- Task objective -
Return exactly the lines of the records below, starting at the line that contains "blocks on sem_b" and ending at the line that contains "parent runs again", with both of those lines kept.

========

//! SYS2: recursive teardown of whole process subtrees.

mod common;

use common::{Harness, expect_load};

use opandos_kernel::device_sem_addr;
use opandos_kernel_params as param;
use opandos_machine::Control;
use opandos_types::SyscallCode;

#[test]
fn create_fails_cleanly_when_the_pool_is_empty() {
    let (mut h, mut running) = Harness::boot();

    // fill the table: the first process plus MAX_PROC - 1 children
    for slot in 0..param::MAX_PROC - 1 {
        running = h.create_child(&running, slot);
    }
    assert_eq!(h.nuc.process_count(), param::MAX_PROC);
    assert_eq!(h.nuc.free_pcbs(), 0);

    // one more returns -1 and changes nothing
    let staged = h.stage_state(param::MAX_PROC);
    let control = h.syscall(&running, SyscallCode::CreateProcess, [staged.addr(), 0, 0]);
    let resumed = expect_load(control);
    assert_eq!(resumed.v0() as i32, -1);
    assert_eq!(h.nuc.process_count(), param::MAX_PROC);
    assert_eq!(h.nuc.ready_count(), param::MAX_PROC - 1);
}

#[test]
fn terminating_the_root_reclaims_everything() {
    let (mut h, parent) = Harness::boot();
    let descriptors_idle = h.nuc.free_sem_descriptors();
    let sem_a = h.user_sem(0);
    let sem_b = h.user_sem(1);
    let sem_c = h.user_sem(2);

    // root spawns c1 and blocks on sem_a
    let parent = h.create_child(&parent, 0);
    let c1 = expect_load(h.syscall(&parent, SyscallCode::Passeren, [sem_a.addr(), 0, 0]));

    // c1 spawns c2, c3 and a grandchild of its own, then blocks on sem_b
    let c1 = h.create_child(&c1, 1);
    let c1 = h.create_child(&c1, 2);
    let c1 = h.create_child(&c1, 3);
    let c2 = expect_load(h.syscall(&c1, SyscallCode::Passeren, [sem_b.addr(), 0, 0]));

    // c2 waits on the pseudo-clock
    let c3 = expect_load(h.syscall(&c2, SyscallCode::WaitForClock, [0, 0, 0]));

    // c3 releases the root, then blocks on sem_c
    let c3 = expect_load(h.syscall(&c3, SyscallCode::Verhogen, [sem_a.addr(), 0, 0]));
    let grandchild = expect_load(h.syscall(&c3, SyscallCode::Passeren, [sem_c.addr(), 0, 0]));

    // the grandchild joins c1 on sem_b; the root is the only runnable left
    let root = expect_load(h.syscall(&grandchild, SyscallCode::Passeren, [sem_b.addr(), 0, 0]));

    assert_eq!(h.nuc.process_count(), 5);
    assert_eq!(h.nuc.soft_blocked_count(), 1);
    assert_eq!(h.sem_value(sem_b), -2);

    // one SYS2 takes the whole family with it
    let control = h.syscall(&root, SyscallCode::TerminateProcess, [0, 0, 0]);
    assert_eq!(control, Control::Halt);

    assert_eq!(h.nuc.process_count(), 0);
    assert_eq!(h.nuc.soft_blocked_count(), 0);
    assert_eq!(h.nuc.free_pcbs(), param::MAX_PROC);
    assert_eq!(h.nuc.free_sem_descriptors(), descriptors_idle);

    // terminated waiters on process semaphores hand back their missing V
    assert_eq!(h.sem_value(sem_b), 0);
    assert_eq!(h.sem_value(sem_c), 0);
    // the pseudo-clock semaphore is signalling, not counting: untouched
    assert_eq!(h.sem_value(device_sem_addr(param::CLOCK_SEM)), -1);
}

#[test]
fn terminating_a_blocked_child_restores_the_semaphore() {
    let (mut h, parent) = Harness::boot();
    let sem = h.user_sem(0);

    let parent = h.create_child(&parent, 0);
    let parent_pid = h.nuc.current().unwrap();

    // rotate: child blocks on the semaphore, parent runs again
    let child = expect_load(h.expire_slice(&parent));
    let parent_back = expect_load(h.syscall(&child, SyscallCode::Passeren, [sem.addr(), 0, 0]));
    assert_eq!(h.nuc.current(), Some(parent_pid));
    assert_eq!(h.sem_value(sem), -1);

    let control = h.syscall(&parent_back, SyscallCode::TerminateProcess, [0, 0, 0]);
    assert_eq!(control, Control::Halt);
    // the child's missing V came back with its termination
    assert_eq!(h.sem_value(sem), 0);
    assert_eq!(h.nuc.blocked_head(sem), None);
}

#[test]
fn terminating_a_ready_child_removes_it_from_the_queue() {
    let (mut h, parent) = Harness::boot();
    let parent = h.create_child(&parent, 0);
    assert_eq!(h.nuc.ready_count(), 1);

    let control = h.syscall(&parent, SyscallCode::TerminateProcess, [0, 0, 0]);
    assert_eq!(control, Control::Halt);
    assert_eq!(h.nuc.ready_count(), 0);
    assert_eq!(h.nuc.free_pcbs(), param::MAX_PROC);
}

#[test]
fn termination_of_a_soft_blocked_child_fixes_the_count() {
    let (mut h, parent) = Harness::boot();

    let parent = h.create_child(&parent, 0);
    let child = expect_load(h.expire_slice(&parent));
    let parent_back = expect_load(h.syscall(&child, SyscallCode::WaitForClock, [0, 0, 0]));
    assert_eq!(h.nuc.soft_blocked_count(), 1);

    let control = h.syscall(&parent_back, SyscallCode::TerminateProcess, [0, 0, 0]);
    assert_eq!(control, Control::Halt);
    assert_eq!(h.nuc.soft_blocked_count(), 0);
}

========

- Problem solution -
    // c1 spawns c2, c3 and a grandchild of its own, then blocks on sem_b
    let c1 = h.create_child(&c1, 1);
    let c1 = h.create_child(&c1, 2);
    let c1 = h.create_child(&c1, 3);
    let c2 = expect_load(h.syscall(&c1, SyscallCode::Passeren, [sem_b.addr(), 0, 0]));

    // c2 waits on the pseudo-clock
    let c3 = expect_load(h.syscall(&c2, SyscallCode::WaitForClock, [0, 0, 0]));

    // c3 releases the root, then blocks on sem_c
    let c3 = expect_load(h.syscall(&c3, SyscallCode::Verhogen, [sem_a.addr(), 0, 0]));
    let grandchild = expect_load(h.syscall(&c3, SyscallCode::Passeren, [sem_c.addr(), 0, 0]));

    // the grandchild joins c1 on sem_b; the root is the only runnable left
    let root = expect_load(h.syscall(&grandchild, SyscallCode::Passeren, [sem_b.addr(), 0, 0]));

    assert_eq!(h.nuc.process_count(), 5);
    assert_eq!(h.nuc.soft_blocked_count(), 1);
    assert_eq!(h.sem_value(sem_b), -2);

    // one SYS2 takes the whole family with it
    let control = h.syscall(&root, SyscallCode::TerminateProcess, [0, 0, 0]);
    assert_eq!(control, Control::Halt);

    assert_eq!(h.nuc.process_count(), 0);
    assert_eq!(h.nuc.soft_blocked_count(), 0);
    assert_eq!(h.nuc.free_pcbs(), param::MAX_PROC);
    assert_eq!(h.nuc.free_sem_descriptors(), descriptors_idle);

    // terminated waiters on process semaphores hand back their missing V
    assert_eq!(h.sem_value(sem_b), 0);
    assert_eq!(h.sem_value(sem_c), 0);
    // the pseudo-clock semaphore is signalling, not counting: untouched
    assert_eq!(h.sem_value(device_sem_addr(param::CLOCK_SEM)), -1);
}

#[test]
fn terminating_a_blocked_child_restores_the_semaphore() {
    let (mut h, parent) = Harness::boot();
    let sem = h.user_sem(0);

    let parent = h.create_child(&parent, 0);
    let parent_pid = h.nuc.current().unwrap();

    // rotate: child blocks on the semaphore, parent runs again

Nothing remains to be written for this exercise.